WHAT THIS TASK INVOLVES >> Among the entries below, how many lines include the string "never"? Answer with only the number.

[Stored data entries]
________________________

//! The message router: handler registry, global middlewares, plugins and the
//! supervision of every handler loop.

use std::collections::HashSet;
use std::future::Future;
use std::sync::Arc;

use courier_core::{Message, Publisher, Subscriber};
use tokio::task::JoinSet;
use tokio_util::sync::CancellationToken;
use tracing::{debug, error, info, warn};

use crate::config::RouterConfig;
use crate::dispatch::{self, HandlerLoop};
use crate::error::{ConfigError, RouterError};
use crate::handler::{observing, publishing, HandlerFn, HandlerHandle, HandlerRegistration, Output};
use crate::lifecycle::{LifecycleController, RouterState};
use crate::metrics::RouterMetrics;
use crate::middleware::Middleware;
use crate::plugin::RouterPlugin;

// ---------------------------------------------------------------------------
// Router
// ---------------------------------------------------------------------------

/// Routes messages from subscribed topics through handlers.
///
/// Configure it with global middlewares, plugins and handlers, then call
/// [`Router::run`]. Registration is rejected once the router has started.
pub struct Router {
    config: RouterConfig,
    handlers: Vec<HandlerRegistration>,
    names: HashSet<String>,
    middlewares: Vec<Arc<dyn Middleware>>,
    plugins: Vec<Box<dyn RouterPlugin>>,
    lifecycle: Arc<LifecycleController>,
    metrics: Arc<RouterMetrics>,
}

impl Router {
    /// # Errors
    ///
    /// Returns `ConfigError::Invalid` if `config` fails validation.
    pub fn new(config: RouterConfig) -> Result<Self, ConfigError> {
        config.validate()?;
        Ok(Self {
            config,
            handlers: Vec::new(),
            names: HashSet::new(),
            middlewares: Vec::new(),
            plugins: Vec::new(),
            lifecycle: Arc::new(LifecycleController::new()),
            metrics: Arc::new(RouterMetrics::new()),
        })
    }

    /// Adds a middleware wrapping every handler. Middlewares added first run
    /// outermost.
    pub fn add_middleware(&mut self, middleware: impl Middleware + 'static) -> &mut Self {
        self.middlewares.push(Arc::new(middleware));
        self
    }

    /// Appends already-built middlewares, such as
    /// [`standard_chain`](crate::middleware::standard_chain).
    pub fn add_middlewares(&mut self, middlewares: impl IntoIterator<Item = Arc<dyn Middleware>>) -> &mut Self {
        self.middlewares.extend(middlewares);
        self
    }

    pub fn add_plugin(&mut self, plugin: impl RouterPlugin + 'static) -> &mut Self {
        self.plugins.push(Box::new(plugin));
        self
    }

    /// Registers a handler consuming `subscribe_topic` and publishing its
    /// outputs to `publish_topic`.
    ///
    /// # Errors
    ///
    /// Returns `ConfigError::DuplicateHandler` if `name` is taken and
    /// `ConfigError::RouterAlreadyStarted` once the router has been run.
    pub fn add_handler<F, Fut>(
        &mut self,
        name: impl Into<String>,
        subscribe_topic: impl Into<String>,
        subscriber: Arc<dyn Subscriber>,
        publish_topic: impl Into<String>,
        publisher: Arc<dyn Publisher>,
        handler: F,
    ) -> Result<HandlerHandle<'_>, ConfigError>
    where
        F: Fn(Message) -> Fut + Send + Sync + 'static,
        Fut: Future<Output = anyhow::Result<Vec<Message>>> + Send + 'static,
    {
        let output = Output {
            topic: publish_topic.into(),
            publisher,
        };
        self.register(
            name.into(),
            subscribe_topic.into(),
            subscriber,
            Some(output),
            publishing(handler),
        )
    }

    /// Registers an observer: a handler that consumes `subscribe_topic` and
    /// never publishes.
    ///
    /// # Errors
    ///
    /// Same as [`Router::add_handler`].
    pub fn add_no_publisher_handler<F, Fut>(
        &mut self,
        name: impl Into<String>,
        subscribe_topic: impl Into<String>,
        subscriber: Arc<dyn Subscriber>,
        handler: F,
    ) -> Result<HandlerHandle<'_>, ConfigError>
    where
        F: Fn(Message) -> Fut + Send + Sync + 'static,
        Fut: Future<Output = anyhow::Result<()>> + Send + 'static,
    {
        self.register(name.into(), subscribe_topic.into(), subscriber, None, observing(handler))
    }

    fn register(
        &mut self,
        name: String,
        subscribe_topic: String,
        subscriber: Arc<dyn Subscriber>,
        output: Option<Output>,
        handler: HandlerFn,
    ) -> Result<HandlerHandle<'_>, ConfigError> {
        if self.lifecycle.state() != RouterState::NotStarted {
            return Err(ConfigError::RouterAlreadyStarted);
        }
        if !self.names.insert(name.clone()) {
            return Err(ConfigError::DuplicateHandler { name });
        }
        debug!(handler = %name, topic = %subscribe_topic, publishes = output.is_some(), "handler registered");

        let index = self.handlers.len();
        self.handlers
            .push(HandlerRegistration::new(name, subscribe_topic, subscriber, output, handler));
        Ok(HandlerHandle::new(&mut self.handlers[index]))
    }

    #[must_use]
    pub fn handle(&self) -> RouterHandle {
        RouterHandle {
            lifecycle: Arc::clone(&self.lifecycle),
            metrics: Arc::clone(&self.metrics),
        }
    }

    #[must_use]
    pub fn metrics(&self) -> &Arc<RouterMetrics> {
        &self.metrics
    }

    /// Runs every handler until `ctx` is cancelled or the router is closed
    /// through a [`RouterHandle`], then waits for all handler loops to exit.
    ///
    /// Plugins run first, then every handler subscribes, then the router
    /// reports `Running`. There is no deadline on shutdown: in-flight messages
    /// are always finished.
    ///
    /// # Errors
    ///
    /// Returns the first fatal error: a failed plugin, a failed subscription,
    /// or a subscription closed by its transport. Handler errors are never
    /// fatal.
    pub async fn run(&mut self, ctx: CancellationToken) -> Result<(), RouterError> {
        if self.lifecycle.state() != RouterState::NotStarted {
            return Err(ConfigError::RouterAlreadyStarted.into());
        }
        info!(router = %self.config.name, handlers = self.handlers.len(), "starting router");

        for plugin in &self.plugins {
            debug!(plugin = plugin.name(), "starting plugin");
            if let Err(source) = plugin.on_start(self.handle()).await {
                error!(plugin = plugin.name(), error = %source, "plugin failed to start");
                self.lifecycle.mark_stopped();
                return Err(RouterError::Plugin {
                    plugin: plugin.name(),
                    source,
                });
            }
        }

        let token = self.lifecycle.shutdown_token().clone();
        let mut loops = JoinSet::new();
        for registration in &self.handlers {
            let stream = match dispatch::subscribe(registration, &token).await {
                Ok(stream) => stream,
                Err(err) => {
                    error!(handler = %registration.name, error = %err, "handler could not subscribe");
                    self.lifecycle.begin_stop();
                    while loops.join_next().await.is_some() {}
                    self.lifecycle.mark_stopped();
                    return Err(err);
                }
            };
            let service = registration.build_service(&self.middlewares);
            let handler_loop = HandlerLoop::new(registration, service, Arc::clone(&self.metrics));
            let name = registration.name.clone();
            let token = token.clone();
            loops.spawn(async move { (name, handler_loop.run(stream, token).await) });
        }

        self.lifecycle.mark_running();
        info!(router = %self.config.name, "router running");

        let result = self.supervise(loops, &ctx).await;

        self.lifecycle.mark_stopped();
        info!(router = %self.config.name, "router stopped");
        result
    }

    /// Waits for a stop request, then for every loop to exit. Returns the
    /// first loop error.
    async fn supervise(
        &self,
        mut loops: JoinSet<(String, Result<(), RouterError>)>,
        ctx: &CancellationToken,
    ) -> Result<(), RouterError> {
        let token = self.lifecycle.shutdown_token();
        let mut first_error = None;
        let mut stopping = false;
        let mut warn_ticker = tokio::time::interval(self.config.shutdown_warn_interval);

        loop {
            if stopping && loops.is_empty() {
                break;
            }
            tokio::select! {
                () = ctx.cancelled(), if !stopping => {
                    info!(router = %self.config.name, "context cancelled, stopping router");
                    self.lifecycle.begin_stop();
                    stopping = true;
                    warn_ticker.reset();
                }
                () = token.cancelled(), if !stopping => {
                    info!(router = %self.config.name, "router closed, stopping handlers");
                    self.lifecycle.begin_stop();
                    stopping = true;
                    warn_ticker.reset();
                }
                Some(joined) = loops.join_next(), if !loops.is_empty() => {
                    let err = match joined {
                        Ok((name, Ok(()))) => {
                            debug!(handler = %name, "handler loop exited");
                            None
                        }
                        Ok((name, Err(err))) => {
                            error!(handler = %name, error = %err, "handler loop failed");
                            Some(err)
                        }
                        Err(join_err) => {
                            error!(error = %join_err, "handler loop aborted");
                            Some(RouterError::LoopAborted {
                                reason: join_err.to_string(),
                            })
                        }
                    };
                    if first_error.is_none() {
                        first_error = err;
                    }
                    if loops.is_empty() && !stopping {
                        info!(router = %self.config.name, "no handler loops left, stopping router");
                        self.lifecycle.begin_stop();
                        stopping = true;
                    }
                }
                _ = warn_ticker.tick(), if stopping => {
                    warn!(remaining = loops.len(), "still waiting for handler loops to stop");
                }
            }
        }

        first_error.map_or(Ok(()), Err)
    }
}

________________________

ANSWER TO THIS PROBLEM >> 2